Publié le 17 mars 2017

Un avion s'est écrasé dans le stationnement des Promenades Saint-Bruno, ce midi et un autre sur le toit.

©TC Media - Denis Germain

ACTUALITÉ - Guy Pomerleau, un citoyen de Napierville et ancien conseiller municipal, était attablé à un restaurant des Promenades Saint-Bruno avec des collègues, ce midi, quand un avion s'est écrasé dans un grand fracas, à une vingtaine de mètres d'eux.

Il y avait une main qui dépassait. J'ai pris son pouls, mais il n'y avait rien. Guy Pomerleau, témoin

«On a entendu un bang! et ç'a même tremblé dans le restaurant, raconte-t-il. C'était comme si deux voitures s'étaient rentrées dedans à 100 milles à l'heure.»

M. Pomerleau s'est précipité à l'extérieur vers la carcasse du petit avion pour tenter de venir en aide au pilote. «Je voulais aider le gars, confie-t-il. Il y avait une main qui dépassait. J'ai pris son pouls, mais il n'y avait rien.»

Étonnement

M. Pomerleau s'est dit très surpris qu'un tel accident soit survenu. Il a lui-même piloté ce type d'appareil dans les années 1990. Il a suivi une formation à l'aéroport de Saint-Hubert et a cumulé une centaine d'heures de vol. «Je connais très bien la région et j'ai été très étonné, dit-il. La tour de contrôle garde toujours 500 mètres entre les avions.»

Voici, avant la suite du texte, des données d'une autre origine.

use std::path::{Path, PathBuf};

use anyhow::{Context, Result};

use super::Alias;

/// Alias mappings read from a `tsconfig.json` `compilerOptions.paths` table.
#[derive(Debug, Clone)]
pub struct TsConfig {
    /// The directory containing the tsconfig.json file.
    pub config_dir: PathBuf,
    /// The baseUrl used to anchor `paths` targets.
    pub base_url: Option<PathBuf>,
    pub aliases: Vec<Alias>,
}

impl TsConfig {
    /// Parse a tsconfig.json file for alias settings.
    pub fn parse(tsconfig_path: &Path) -> Result<Self> {
        let content = std::fs::read_to_string(tsconfig_path)
            .with_context(|| format!("Failed to read {}", tsconfig_path.display()))?;
        Self::parse_from_str(&content, tsconfig_path)
    }

    /// Parse tsconfig.json content from a string.
    /// `tsconfig_path` is used to resolve relative paths.
    pub fn parse_from_str(content: &str, tsconfig_path: &Path) -> Result<Self> {
        let config_dir = tsconfig_path
            .parent()
            .unwrap_or(Path::new("."))
            .to_path_buf();

        let json: serde_json::Value =
            serde_json::from_str(content).context("tsconfig.json is not valid JSON")?;
        let compiler_options = json.get("compilerOptions");

        let base_url = compiler_options
            .and_then(|co| co.get("baseUrl"))
            .and_then(|v| v.as_str())
            .map(|url| super::normalize_path(&config_dir.join(url)));

        let aliases = Self::parse_paths(compiler_options, base_url.as_deref().unwrap_or(&config_dir));

        Ok(TsConfig {
            config_dir,
            base_url,
            aliases,
        })
    }

    /// Load `tsconfig.json` from the project root if one exists.
    pub fn find(project_root: &Path) -> Option<Result<Self>> {
        let path = project_root.join("tsconfig.json");
        path.is_file().then(|| Self::parse(&path))
    }

    fn parse_paths(compiler_options: Option<&serde_json::Value>, base: &Path) -> Vec<Alias> {
        let paths_obj = match compiler_options
            .and_then(|co| co.get("paths"))
            .and_then(|p| p.as_object())
        {
            Some(obj) => obj,
            None => return Vec::new(),
        };

        let mut aliases = Vec::new();
        for (pattern, targets) in paths_obj {
            let targets = match targets.as_array() {
                Some(arr) => arr,
                None => continue,
            };

            let (prefix, wildcard) = split_on_wildcard(pattern);
            let bases: Vec<PathBuf> = targets
                .iter()
                .filter_map(|t| t.as_str())
                .map(|target| super::normalize_path(&base.join(split_on_wildcard(target).0)))
                .collect();
            if bases.is_empty() {
                continue;
            }

            aliases.push(Alias {
                prefix: prefix.to_string(),
                bases,
                exact: !wildcard,
            });
        }
        aliases
    }
}

/// Split a pattern on its `*` wildcard, returning the prefix and whether a
/// wildcard was present. Anything after the wildcard is ignored.
fn split_on_wildcard(pattern: &str) -> (&str, bool) {
    match pattern.find('*') {
        Some(pos) => (&pattern[..pos], true),
        None => (pattern, false),
    }
}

Selon lui, il s'agirait d'élèves d'une école de pilotage qui ont été impliqués dans cet accident. Il explique que les élèves qui font leurs premières sorties en solitaire doivent réaliser un circuit rectangulaire dans les airs, à une altitude d'environ 365 m (1200 pi). L'objectif est de pratiquer les décollages et les atterrissages. «Si l'avion décroche après être entré en collision avec l'autre, il perd 500 pi d'un coup, explique M. Pomerleau. S'il perd sa portance, il tombe comme une roche.»

Étonnamment, l'avion qui est tombé dans le stationnement n'aurait blessé personne. «Il est tombé dans le débarcadère et n'a même pas frappé une voiture, témoigne M. Pomerleau. Il aurait pu tomber sur le restaurant où on était aussi.»